**PROBLEM TO SOLVE**
Return, from the data below, each line that contains the word "ignored".

**DATASET EXTRACT**

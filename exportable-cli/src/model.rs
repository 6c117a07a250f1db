//! Demo model: a building of rooms, with settlers, furniture and feedback.

use exportable::{
    array_of, dict_of, exportable_fields, ignore, instance_of, type_of, ElementKey, Exportable,
    FieldConfig, FieldValue, InstanceType, ToField, TypeResolver,
};
use serde_json::Value;
use std::collections::BTreeMap;

#[derive(Debug, Clone, Default)]
pub struct Person {
    export_config: FieldConfig,
    pub name: String,
}

impl Person {
    pub fn new(name: impl Into<String>) -> Self {
        Self {
            name: name.into(),
            ..Self::default()
        }
    }
}

impl Exportable for Person {
    fn export_config(&self) -> &FieldConfig {
        &self.export_config
    }

    fn fields(&self) -> Vec<(String, FieldValue)> {
        vec![("name".into(), self.name.to_field())]
    }

    fn assign_field(&mut self, name: &str, value: FieldValue) -> bool {
        match name {
            "name" => value.assign_to(&mut self.name),
            _ => false,
        }
    }
}

#[derive(Debug, Clone, Default)]
pub struct Furniture {
    export_config: FieldConfig,
    pub kind: String,
    pub price: f64,
}

impl Furniture {
    pub fn new(kind: impl Into<String>, price: f64) -> Self {
        Self {
            kind: kind.into(),
            price,
            ..Self::default()
        }
    }
}

impl Exportable for Furniture {
    fn export_config(&self) -> &FieldConfig {
        &self.export_config
    }

    fn fields(&self) -> Vec<(String, FieldValue)> {
        vec![
            ("type".into(), self.kind.to_field()),
            ("price".into(), self.price.to_field()),
        ]
    }

    fn assign_field(&mut self, name: &str, value: FieldValue) -> bool {
        match name {
            "type" => value.assign_to(&mut self.kind),
            "price" => value.assign_to(&mut self.price),
            _ => false,
        }
    }
}

/// Tenant feedback: a complaint carries a message.
#[derive(Debug, Clone, Default)]
pub struct Complaint {
    export_config: FieldConfig,
    pub message: String,
}

impl Complaint {
    pub fn new(message: impl Into<String>) -> Self {
        Self {
            message: message.into(),
            ..Self::default()
        }
    }
}

impl Exportable for Complaint {
    fn export_config(&self) -> &FieldConfig {
        &self.export_config
    }

    fn fields(&self) -> Vec<(String, FieldValue)> {
        vec![("message".into(), self.message.to_field())]
    }

    fn assign_field(&mut self, name: &str, value: FieldValue) -> bool {
        match name {
            "message" => value.assign_to(&mut self.message),
            _ => false,
        }
    }
}

/// Tenant feedback: praise carries a star rating.
#[derive(Debug, Clone, Default)]
pub struct Praise {
    export_config: FieldConfig,
    pub stars: u8,
}

impl Praise {
    pub fn new(stars: u8) -> Self {
        Self {
            stars,
            ..Self::default()
        }
    }
}

impl Exportable for Praise {
    fn export_config(&self) -> &FieldConfig {
        &self.export_config
    }

    fn fields(&self) -> Vec<(String, FieldValue)> {
        vec![("stars".into(), self.stars.to_field())]
    }

    fn assign_field(&mut self, name: &str, value: FieldValue) -> bool {
        match name {
            "stars" => value.assign_to(&mut self.stars),
            _ => false,
        }
    }
}

/// Chooses the feedback type from the fragment's keys. Anything else is kept
/// as raw data.
pub fn feedback_type(fragment: &Value, _key: ElementKey<'_>) -> Option<InstanceType> {
    if fragment.get("message").is_some() {
        Some(type_of::<Complaint>())
    } else if fragment.get("stars").is_some() {
        Some(type_of::<Praise>())
    } else {
        None
    }
}

/// A rentable room. Typed containers hold `Option` so null entries in the
/// data survive a round trip instead of failing the whole field.
#[derive(Debug, Clone)]
pub struct Room {
    export_config: FieldConfig,
    pub settler: Option<Person>,
    pub furniture: BTreeMap<String, Option<Furniture>>,
    pub complaints: Vec<Option<Complaint>>,
    pub tmp_price: f64,
    pub area: u32,
}

impl Default for Room {
    fn default() -> Self {
        Self::new(0)
    }
}

impl Room {
    pub fn new(area: u32) -> Self {
        let mut export_config = FieldConfig::new();
        export_config.declare_field_roles([
            ("settler", instance_of(type_of::<Person>())),
            ("furniture", dict_of(type_of::<Furniture>())),
            ("complaints", array_of(type_of::<Complaint>())),
            ("tmpPrice", ignore()),
        ]);
        Self {
            export_config,
            settler: None,
            furniture: BTreeMap::new(),
            complaints: Vec::new(),
            tmp_price: 0.0,
            area,
        }
    }

    pub fn is_occupied(&self) -> bool {
        self.settler.is_some()
    }

    /// Area plus furniture value; cached in the ignored `tmpPrice` field.
    pub fn calculate_price(&mut self) -> f64 {
        let furniture: f64 = self.furniture.values().flatten().map(|f| f.price).sum();
        self.tmp_price = f64::from(self.area) + furniture;
        self.tmp_price
    }
}

impl Exportable for Room {
    fn export_config(&self) -> &FieldConfig {
        &self.export_config
    }

    fn fields(&self) -> Vec<(String, FieldValue)> {
        vec![
            ("settler".into(), self.settler.to_field()),
            ("furniture".into(), self.furniture.to_field()),
            ("complaints".into(), self.complaints.to_field()),
            ("tmpPrice".into(), self.tmp_price.to_field()),
            ("area".into(), self.area.to_field()),
        ]
    }

    fn assign_field(&mut self, name: &str, value: FieldValue) -> bool {
        match name {
            "settler" => value.assign_to(&mut self.settler),
            "furniture" => value.assign_to(&mut self.furniture),
            "complaints" => value.assign_to(&mut self.complaints),
            "tmpPrice" => value.assign_to(&mut self.tmp_price),
            "area" => value.assign_to(&mut self.area),
            _ => false,
        }
    }
}

/// A named building with rooms, a manager and mixed tenant feedback.
#[derive(Debug, Clone)]
pub struct Building {
    export_config: FieldConfig,
    pub name: String,
    pub manager: Option<Person>,
    pub rooms: BTreeMap<String, Option<Room>>,
    pub feedback: Vec<FieldValue>,
    pub lookups: u64,
}

impl Default for Building {
    fn default() -> Self {
        let mut export_config = FieldConfig::new();
        export_config.declare_field_roles([
            ("manager", instance_of(type_of::<Person>())),
            ("rooms", dict_of(type_of::<Room>())),
            ("feedback", array_of(TypeResolver::from_fn(feedback_type))),
        ]);
        export_config.exclude_fields(["lookups"]);
        Self {
            export_config,
            name: String::new(),
            manager: None,
            rooms: BTreeMap::new(),
            feedback: Vec::new(),
            lookups: 0,
        }
    }
}

impl Building {
    pub fn new(name: impl Into<String>) -> Self {
        Self {
            name: name.into(),
            ..Self::default()
        }
    }

    /// Looks up a room, counting the lookup in the ignored `lookups` field.
    pub fn room(&mut self, key: &str) -> Option<&Room> {
        self.lookups += 1;
        self.rooms.get(key).and_then(Option::as_ref)
    }

    pub fn occupied_rooms(&self) -> usize {
        self.rooms.values().flatten().filter(|r| r.is_occupied()).count()
    }

    /// Messages of every feedback item that imported as a complaint.
    pub fn complaint_messages(&self) -> Vec<String> {
        self.feedback
            .iter()
            .filter_map(|item| item.clone().into_instance::<Complaint>())
            .map(|complaint| complaint.message)
            .collect()
    }
}

impl Exportable for Building {
    fn export_config(&self) -> &FieldConfig {
        &self.export_config
    }

    fn fields(&self) -> Vec<(String, FieldValue)> {
        vec![
            ("name".into(), self.name.to_field()),
            ("manager".into(), self.manager.to_field()),
            ("rooms".into(), self.rooms.to_field()),
            ("feedback".into(), self.feedback.to_field()),
            ("lookups".into(), self.lookups.to_field()),
        ]
    }

    fn assign_field(&mut self, name: &str, value: FieldValue) -> bool {
        match name {
            "name" => value.assign_to(&mut self.name),
            "manager" => value.assign_to(&mut self.manager),
            "rooms" => value.assign_to(&mut self.rooms),
            "feedback" => value.assign_to(&mut self.feedback),
            "lookups" => value.assign_to(&mut self.lookups),
            _ => false,
        }
    }
}

exportable_fields!(Person, Furniture, Complaint, Praise, Room);
//! Declarative export/import of typed object graphs.
//!
//! A type opts in by implementing [`Exportable`] and describing its fields in a
//! [`FieldConfig`] that it owns. The engine then converts instances to a plain
//! data tree (nested JSON objects, arrays and primitives) and rebuilds typed
//! instances from such a tree:
//! - [`FieldConfig`]: which fields hold nested instances, typed arrays or
//!   typed dictionaries, and which are ignored
//! - [`TypeResolver`]: a fixed type, or a function choosing a type from the
//!   shape of each data fragment
//! - [`export_value`] / [`import_into`]: the recursive export and import walks
//! - [`encode`] / [`decode`]: the JSON text boundary
//!
//! ```ignore
//! #[derive(Debug, Clone)]
//! struct Shelf {
//!     export_config: FieldConfig,
//!     books: Vec<Book>,
//! }
//!
//! impl Default for Shelf {
//!     fn default() -> Self {
//!         let mut export_config = FieldConfig::new();
//!         export_config.declare_field_roles([("books", array_of(type_of::<Book>()))]);
//!         Self { export_config, books: Vec::new() }
//!     }
//! }
//! ```

mod codec;
mod config;
mod export;
mod import;
mod resolver;
mod value;
mod walker;

use std::any::Any;
use std::fmt;

pub use codec::{decode, encode, encode_with, Replacer, MAX_INDENT};
pub use config::{
    array_of, dict_of, ignore, instance_of, FieldConfig, FieldSpec, RoleCategory,
    DEFAULT_CONFIG_FIELD,
};
pub use export::{export_mapping, export_sequence, export_value};
pub use import::{
    clone_instance, clone_instance_with, create_from, create_from_json, create_from_json_with,
    create_from_with, import_into, import_mapping, import_sequence,
};
pub use resolver::{type_of, ElementKey, InstanceType, TypeResolver};
pub use value::{FieldValue, FromField, ToField};
pub use walker::{map_mapping, map_sequence, Nullable};

/// Result type alias using the crate's error type.
pub type Result<T> = std::result::Result<T, Error>;

/// Errors surfaced by the engine.
///
/// Missing or null data is never an error; those cases are no-ops.
#[derive(Debug, thiserror::Error)]
pub enum Error {
    #[error("decode error: {0}")]
    Decode(#[source] serde_json::Error),

    #[error("encode error: {0}")]
    Encode(#[source] serde_json::Error),

    #[error("unknown role category: {0}")]
    UnknownCategory(String),
}

/// A typed value that can be exported to and imported from plain data.
///
/// Implementors store their [`FieldConfig`] in a named field (conventionally
/// `export_config`) and expose their fields reflectively through
/// [`fields`](Exportable::fields) and [`assign_field`](Exportable::assign_field).
pub trait Exportable: Any + fmt::Debug + ExportableClone {
    /// The field configuration owned by this instance.
    fn export_config(&self) -> &FieldConfig;

    /// Owned snapshot of every live field, keyed by field name.
    fn fields(&self) -> Vec<(String, FieldValue)>;

    /// Writes a single imported field.
    /// Returns false if the name is unknown or the value has the wrong shape.
    fn assign_field(&mut self, name: &str, value: FieldValue) -> bool;

    /// Exports this instance as a plain data tree.
    fn export_data(&self) -> serde_json::Value
    where
        Self: Sized,
    {
        export_value(self)
    }

    /// Exports this instance and encodes it as JSON text.
    fn export_json(&self, indent: Option<usize>) -> Result<String>
    where
        Self: Sized,
    {
        encode(&self.export_data(), indent)
    }

    /// Imports plain data into this instance. `None` or null is a no-op.
    fn import_data(&mut self, data: Option<&serde_json::Value>) -> &mut Self
    where
        Self: Sized,
    {
        import_into(self, data);
        self
    }

    /// Decodes JSON text and imports it. Blank text is a no-op.
    fn import_json(&mut self, text: &str) -> Result<&mut Self>
    where
        Self: Sized,
    {
        if text.trim().is_empty() {
            return Ok(self);
        }
        let data = decode(text)?;
        Ok(self.import_data(Some(&data)))
    }

    /// Structural deep copy through an export/import round trip.
    fn copy(&self) -> Self
    where
        Self: Sized + Default,
    {
        clone_instance(self)
    }

    /// Like [`copy`](Exportable::copy), constructing the target with `ctor`.
    fn copy_with<F>(&self, ctor: F) -> Self
    where
        Self: Sized,
        F: FnOnce() -> Self,
    {
        clone_instance_with(self, ctor)
    }
}

/// Object-safe cloning for boxed exportables.
///
/// Blanket-implemented for every `Exportable + Clone`; never implement it by hand.
pub trait ExportableClone {
    fn clone_boxed(&self) -> Box<dyn Exportable>;
}

impl<T> ExportableClone for T
where
    T: Exportable + Clone,
{
    fn clone_boxed(&self) -> Box<dyn Exportable> {
        Box::new(self.clone())
    }
}

impl Clone for Box<dyn Exportable> {
    fn clone(&self) -> Self {
        (**self).clone_boxed()
    }
}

**RESULT FOR THIS TASK**
    /// Area plus furniture value; cached in the ignored `tmpPrice` field.
    /// Looks up a room, counting the lookup in the ignored `lookups` field.
//!   typed dictionaries, and which are ignored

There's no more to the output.